Freshwater fungi are taxonomically diverse and a polyphylogenetic group that is found in aquatic or semi-aquatic environments [1]. Well-known habitats of freshwater fungi include soil, plant litter such as submerged wood and leaves, and plants and animals of which the exist as endophytes [2]. The main ecological role of freshwater fungi is the degradation of organic materials in water, including plant litter and/or dead animal tissues. Some of these fungi are pathogens that can cause plant diseases or endophytes living symbiotically on plant tissues [3]. However, many of the biological roles of fungi in aquatic ecosystems, and their physiological and biochemical characteristics remain undetermined. Four fungal genera relative to the current study are Nothophoma, Westerdykella, Chrysosporium, and Taeniolella.
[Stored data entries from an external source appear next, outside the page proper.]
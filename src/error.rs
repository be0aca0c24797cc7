use std::fmt;
use thiserror::Error;

/// Failure reported by the query engine.
///
/// `Display` is the engine diagnostic verbatim. The repair loop pattern-matches
/// on this text, so it must never be prefixed or rewritten.
#[derive(Debug, Clone, PartialEq, Eq)]
pub struct QueryExecutionError {
    pub message: String,
}

impl QueryExecutionError {
    pub fn new(message: impl Into<String>) -> Self {
        Self {
            message: message.into(),
        }
    }
}

impl fmt::Display for QueryExecutionError {
    fn fmt(&self, f: &mut fmt::Formatter<'_>) -> fmt::Result {
        f.write_str(&self.message)
    }
}

impl std::error::Error for QueryExecutionError {}

impl From<polars::error::PolarsError> for QueryExecutionError {
    fn from(err: polars::error::PolarsError) -> Self {
        QueryExecutionError::new(err.to_string())
    }
}

#[derive(Error, Debug)]
pub enum InsightError {
    #[error("Catalog error: {0}")]
    Catalog(String),

    #[error("Ingestion error: {0}")]
    Ingestion(String),

    #[error("LLM error: {0}")]
    Llm(String),

    #[error("Timed out after {0:?}")]
    Timeout(std::time::Duration),

    #[error("Query execution error: {0}")]
    QueryExecution(#[from] QueryExecutionError),

    #[error("IO error: {0}")]
    Io(#[from] std::io::Error),

    #[error("JSON error: {0}")]
    Json(#[from] serde_json::Error),

    #[error("Polars error: {0}")]
    Polars(String),
}

impl From<polars::error::PolarsError> for InsightError {
    fn from(err: polars::error::PolarsError) -> Self {
        InsightError::Polars(err.to_string())
    }
}

pub type Result<T> = std::result::Result<T, InsightError>;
The genus Nothophoma belongs to Didymellaceae, one of the largest families within the order Pleosporales of the phylum Ascomycota. To date, 21 species have been classified under genus [4]. Many species of this genus are reported to be plant pathogens [5]. Members of this genus are characterized by anamorphic stage and conidia morphology [6].

The genus Westerdykella belongs to Sporormiaceae, one of the families in the order Pleosporales. To date, 18 species belonging to this genus have been identified with many being reported to be saprobic isolates from dung [7,8]. Westerdykella species are known to be a potential bioresource capable of producing various bioactive substances [7]. Westerdykella species are characterized by their black globose astomatous ascomata, multi-spored asci, and brown ascospores [9].

The genus Chrysosporium belongs to Onygenaceae, one of the largest families of the Ascomycota order Onygenales. Currently, more than 60 species belonging to this genus have been reported [10]. Some species of this genus are isolated from human and animal skin, and exhibited keratinophilic activity [11]. In addition, this genus is commonly found in soils. This genus is classified according to characteristics of an anamorphic stage and its conidia morphology [12].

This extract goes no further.